* What you will do *
Below is a block of entries; repeat exactly the lines starting at the line that contains "filename tilefetch/src/fetch/state.rs" and ending at the line that contains "over from either.", both included.

* Extracted data entries *
+===+

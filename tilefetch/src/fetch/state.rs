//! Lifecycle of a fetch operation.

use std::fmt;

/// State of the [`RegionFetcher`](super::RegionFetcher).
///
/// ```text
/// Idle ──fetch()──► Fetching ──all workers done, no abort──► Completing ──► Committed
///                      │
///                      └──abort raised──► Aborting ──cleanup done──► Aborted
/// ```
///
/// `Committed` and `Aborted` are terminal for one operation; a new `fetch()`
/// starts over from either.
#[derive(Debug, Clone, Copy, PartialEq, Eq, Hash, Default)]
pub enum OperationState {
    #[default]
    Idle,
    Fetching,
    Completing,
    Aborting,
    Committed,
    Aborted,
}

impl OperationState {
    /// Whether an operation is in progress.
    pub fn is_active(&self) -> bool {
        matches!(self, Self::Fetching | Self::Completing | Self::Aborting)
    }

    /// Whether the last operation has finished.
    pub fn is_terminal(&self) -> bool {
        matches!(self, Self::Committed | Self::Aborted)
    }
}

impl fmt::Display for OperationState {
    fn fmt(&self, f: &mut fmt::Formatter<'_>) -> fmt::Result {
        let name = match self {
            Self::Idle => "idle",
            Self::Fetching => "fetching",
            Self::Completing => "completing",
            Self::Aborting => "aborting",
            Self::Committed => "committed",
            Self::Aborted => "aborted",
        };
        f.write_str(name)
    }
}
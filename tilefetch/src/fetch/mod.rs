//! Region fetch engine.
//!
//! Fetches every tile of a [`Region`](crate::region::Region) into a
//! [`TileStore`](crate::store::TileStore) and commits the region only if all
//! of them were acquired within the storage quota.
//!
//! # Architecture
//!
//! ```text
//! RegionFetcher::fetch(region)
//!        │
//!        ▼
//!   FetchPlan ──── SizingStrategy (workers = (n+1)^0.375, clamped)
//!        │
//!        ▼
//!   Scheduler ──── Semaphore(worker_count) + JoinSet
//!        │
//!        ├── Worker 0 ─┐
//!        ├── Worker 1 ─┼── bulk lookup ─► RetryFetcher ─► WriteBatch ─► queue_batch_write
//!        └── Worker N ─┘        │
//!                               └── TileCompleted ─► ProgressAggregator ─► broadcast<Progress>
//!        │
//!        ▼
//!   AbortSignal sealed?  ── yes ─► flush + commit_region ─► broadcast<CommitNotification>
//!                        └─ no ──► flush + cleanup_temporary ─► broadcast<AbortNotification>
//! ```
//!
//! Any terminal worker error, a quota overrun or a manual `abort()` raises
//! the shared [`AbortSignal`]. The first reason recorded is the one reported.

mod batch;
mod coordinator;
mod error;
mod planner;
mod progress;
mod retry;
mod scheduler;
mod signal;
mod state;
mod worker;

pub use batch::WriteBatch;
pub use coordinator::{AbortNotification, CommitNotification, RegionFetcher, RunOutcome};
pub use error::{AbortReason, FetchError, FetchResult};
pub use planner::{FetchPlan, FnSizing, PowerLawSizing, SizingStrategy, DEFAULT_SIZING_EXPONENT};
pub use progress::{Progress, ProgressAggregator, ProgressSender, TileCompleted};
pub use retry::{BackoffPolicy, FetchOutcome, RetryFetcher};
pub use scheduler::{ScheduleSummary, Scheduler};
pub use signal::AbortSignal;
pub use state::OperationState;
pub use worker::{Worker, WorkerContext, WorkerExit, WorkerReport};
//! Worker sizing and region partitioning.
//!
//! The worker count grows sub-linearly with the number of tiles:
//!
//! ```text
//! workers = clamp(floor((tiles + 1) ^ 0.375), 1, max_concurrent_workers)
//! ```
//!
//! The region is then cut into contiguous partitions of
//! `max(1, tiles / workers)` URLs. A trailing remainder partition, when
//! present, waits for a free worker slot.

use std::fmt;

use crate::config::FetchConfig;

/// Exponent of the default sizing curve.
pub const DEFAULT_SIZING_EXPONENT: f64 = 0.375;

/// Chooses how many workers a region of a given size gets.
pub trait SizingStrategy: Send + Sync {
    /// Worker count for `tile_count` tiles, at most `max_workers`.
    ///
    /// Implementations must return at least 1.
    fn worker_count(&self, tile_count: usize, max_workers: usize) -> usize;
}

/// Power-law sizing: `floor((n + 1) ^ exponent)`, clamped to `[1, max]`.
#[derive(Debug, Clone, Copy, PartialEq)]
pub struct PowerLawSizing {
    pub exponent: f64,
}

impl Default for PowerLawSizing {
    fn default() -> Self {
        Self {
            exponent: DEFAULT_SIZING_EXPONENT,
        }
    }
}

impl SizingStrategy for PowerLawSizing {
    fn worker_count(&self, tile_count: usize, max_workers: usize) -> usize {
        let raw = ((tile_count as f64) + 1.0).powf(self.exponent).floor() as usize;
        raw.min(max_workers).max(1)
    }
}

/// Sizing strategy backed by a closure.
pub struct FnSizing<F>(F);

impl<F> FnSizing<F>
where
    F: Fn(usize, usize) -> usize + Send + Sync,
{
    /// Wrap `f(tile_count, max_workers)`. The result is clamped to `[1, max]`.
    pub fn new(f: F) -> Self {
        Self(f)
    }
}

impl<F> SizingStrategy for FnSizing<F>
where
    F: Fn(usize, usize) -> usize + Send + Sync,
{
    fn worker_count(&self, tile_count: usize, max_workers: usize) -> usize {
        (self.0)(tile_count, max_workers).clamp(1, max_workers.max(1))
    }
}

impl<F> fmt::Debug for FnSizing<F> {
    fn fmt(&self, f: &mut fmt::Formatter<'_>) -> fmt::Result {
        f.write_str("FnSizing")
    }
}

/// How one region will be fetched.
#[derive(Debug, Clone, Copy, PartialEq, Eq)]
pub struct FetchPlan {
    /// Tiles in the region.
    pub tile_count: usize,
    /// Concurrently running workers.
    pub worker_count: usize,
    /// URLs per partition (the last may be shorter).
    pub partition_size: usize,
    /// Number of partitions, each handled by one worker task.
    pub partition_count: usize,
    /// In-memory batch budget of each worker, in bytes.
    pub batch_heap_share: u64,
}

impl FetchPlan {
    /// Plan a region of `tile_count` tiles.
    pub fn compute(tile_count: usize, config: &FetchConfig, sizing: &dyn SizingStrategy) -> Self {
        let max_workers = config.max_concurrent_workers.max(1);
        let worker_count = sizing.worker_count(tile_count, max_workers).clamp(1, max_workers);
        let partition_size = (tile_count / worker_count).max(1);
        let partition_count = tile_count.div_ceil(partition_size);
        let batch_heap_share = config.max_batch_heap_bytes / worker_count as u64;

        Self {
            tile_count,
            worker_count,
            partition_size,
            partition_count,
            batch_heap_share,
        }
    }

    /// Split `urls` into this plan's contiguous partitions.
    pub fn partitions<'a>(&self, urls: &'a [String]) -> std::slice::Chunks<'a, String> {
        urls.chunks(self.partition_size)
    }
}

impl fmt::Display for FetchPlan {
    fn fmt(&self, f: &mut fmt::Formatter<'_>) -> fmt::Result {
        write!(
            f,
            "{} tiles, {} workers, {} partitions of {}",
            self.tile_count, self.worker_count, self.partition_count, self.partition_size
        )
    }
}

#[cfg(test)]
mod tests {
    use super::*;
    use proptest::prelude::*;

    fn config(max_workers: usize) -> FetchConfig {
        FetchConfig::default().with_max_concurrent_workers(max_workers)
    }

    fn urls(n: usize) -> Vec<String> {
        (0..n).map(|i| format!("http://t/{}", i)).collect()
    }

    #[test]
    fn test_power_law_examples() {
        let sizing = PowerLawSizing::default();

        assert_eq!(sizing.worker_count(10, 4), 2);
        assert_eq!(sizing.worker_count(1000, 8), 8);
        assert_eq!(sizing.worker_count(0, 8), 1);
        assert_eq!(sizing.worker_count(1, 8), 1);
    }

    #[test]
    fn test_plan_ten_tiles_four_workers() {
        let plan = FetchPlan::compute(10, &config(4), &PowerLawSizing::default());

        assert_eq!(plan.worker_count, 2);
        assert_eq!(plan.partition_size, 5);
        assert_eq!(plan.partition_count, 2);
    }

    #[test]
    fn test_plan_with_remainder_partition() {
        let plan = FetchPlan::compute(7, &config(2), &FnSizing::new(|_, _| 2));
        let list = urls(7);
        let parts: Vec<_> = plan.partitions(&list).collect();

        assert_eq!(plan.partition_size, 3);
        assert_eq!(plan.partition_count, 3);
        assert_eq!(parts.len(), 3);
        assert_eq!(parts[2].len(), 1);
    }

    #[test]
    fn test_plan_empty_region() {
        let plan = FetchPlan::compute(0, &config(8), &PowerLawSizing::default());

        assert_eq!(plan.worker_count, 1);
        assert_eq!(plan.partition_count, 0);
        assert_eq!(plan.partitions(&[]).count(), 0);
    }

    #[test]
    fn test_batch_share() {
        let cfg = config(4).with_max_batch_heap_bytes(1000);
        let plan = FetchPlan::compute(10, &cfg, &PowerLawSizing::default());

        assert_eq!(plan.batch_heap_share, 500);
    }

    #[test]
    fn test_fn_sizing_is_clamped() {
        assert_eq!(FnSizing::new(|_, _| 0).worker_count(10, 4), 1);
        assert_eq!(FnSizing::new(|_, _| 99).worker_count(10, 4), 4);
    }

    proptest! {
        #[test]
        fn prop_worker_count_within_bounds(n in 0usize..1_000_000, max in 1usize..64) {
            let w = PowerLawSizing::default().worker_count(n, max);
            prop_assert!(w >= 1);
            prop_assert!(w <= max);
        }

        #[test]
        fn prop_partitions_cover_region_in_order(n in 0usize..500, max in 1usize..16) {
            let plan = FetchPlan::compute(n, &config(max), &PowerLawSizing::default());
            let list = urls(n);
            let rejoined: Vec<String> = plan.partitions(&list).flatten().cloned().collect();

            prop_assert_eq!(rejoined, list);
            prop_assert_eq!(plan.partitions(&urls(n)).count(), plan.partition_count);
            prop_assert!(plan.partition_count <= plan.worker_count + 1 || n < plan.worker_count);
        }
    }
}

+===+

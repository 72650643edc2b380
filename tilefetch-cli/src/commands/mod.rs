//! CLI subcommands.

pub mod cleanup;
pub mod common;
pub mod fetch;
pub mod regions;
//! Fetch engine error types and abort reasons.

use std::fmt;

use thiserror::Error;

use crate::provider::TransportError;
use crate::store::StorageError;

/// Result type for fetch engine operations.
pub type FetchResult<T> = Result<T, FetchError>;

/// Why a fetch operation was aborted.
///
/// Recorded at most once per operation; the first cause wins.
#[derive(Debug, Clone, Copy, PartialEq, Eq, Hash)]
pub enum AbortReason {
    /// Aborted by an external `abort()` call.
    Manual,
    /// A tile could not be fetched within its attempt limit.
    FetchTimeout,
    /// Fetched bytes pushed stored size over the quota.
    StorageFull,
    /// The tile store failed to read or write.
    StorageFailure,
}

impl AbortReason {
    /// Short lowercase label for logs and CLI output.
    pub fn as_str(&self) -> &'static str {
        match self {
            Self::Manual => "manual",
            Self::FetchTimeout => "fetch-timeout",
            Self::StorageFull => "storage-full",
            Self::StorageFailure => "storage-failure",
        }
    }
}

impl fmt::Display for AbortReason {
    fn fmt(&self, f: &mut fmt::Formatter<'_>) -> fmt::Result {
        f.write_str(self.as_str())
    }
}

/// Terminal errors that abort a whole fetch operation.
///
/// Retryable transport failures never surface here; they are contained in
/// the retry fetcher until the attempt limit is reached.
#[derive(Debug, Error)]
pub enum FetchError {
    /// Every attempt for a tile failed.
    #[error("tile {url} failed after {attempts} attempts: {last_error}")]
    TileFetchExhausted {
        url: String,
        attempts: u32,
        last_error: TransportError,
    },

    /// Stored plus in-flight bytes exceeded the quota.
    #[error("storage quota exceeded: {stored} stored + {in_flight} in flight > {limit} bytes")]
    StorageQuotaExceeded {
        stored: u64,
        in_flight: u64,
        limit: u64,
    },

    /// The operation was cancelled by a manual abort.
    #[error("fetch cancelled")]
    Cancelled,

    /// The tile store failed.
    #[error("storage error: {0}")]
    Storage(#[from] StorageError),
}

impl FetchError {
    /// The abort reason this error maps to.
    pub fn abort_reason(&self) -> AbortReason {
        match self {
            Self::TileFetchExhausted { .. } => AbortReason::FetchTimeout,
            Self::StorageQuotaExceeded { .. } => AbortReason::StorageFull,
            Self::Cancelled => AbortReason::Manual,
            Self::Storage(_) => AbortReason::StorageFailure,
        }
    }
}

+===+

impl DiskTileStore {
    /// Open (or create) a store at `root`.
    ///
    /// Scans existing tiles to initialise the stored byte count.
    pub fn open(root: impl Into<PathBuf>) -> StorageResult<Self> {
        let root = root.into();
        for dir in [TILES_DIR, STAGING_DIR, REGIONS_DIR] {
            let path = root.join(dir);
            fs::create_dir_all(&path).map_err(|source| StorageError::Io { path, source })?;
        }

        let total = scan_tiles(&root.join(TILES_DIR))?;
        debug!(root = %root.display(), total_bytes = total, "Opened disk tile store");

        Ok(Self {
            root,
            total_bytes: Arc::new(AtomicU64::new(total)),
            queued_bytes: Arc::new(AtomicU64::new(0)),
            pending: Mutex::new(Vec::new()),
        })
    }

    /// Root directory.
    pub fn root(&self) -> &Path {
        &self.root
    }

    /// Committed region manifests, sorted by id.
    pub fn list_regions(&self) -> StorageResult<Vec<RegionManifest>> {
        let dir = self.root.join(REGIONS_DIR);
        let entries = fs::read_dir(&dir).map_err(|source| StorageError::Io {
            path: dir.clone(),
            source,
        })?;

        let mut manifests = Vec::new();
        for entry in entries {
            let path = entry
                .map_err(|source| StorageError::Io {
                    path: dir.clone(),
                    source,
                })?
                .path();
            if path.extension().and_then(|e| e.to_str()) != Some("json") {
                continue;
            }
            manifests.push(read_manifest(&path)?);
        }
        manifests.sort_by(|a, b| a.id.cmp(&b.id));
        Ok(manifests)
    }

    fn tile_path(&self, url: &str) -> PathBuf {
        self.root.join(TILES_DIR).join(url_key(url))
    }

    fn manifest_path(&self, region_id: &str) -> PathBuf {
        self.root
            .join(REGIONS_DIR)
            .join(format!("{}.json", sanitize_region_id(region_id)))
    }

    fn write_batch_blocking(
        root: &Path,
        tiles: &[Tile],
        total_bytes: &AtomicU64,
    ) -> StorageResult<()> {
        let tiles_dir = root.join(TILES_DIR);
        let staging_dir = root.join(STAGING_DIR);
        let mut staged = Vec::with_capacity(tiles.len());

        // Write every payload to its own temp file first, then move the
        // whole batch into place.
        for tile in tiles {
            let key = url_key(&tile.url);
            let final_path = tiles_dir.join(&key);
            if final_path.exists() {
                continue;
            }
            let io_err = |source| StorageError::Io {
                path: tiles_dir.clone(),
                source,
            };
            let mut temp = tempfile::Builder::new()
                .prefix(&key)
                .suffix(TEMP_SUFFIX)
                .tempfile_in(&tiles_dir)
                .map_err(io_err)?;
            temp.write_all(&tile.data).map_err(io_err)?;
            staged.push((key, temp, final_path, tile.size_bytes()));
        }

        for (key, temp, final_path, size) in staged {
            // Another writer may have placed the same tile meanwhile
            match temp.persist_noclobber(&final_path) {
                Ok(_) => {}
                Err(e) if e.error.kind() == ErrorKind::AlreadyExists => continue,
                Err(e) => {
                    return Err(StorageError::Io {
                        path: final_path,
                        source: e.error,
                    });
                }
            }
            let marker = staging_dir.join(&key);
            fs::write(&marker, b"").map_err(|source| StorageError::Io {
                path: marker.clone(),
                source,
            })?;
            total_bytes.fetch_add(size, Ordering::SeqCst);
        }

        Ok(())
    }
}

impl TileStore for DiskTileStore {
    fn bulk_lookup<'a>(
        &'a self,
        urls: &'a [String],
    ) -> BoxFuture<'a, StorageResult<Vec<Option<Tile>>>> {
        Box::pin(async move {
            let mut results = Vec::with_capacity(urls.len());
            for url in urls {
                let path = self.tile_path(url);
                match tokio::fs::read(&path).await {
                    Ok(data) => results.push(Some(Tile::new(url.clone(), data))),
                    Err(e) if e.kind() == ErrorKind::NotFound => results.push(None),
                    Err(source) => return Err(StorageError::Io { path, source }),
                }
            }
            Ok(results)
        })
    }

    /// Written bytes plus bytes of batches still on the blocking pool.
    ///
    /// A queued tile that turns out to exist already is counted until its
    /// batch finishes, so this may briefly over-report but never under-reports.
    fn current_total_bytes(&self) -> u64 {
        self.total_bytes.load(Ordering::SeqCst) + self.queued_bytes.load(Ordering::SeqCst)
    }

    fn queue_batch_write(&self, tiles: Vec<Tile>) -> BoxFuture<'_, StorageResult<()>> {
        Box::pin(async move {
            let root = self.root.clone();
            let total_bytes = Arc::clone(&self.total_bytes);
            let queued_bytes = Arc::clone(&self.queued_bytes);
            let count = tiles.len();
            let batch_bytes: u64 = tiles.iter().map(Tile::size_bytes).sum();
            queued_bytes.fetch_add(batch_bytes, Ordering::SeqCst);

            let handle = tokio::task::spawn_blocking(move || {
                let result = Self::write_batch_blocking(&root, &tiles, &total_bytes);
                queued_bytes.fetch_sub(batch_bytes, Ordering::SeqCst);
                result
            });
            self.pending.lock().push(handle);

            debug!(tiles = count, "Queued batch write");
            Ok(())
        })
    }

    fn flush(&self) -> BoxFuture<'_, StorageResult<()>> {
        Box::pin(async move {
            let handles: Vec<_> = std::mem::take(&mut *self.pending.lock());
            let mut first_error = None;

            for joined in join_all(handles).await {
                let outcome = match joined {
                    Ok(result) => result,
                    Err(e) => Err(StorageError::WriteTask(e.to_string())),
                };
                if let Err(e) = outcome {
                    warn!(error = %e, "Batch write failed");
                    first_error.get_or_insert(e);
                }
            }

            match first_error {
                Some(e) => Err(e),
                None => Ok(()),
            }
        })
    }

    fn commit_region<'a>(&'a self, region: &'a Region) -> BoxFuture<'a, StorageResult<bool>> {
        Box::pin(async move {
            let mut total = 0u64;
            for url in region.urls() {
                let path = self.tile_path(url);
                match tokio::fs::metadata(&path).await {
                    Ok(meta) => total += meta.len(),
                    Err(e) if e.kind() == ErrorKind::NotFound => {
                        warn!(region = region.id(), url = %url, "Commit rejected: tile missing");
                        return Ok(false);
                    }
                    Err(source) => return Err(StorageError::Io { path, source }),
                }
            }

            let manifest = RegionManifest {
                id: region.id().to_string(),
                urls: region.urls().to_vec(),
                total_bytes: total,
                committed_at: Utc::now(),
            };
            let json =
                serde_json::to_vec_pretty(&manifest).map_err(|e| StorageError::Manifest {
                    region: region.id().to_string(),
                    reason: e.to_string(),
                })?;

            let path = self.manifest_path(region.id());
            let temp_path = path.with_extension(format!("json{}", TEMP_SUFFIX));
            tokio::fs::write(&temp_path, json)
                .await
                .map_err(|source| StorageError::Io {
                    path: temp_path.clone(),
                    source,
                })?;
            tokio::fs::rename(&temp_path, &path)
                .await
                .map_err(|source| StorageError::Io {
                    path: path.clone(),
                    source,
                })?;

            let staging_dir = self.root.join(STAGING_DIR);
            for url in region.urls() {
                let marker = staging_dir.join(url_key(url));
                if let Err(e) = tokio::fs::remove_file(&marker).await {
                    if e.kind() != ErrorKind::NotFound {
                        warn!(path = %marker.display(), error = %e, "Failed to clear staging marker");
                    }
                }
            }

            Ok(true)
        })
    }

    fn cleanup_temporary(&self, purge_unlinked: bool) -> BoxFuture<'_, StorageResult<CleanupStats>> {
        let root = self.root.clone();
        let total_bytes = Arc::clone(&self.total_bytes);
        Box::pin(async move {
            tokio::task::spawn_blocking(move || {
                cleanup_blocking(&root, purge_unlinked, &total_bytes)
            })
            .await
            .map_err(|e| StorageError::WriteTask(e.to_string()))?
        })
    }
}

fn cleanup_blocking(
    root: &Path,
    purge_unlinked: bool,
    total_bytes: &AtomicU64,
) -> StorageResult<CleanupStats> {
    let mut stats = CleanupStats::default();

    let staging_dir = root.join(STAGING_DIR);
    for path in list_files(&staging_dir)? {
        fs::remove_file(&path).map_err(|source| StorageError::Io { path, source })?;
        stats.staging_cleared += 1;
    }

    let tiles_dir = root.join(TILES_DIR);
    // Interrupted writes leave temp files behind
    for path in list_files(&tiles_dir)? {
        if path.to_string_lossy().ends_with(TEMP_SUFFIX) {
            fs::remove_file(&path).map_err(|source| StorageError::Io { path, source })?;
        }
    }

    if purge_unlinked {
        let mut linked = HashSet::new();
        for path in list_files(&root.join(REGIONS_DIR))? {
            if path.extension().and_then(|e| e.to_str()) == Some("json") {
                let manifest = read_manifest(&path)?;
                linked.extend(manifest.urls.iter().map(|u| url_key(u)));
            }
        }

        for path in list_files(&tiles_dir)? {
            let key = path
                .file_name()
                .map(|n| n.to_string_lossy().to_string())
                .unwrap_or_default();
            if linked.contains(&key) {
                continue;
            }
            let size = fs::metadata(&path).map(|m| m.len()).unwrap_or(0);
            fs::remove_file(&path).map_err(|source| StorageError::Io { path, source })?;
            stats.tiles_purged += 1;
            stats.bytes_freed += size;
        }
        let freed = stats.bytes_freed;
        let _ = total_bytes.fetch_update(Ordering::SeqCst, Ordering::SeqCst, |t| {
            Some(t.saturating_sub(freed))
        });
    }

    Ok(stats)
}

+===+

* Written solution *
filename tilefetch/src/fetch/state.rs
//! Lifecycle of a fetch operation.

use std::fmt;

/// State of the [`RegionFetcher`](super::RegionFetcher).
///
/// ```text
/// Idle ──fetch()──► Fetching ──all workers done, no abort──► Completing ──► Committed
///                      │
///                      └──abort raised──► Aborting ──cleanup done──► Aborted
/// ```
///
/// `Committed` and `Aborted` are terminal for one operation; a new `fetch()`
/// starts over from either.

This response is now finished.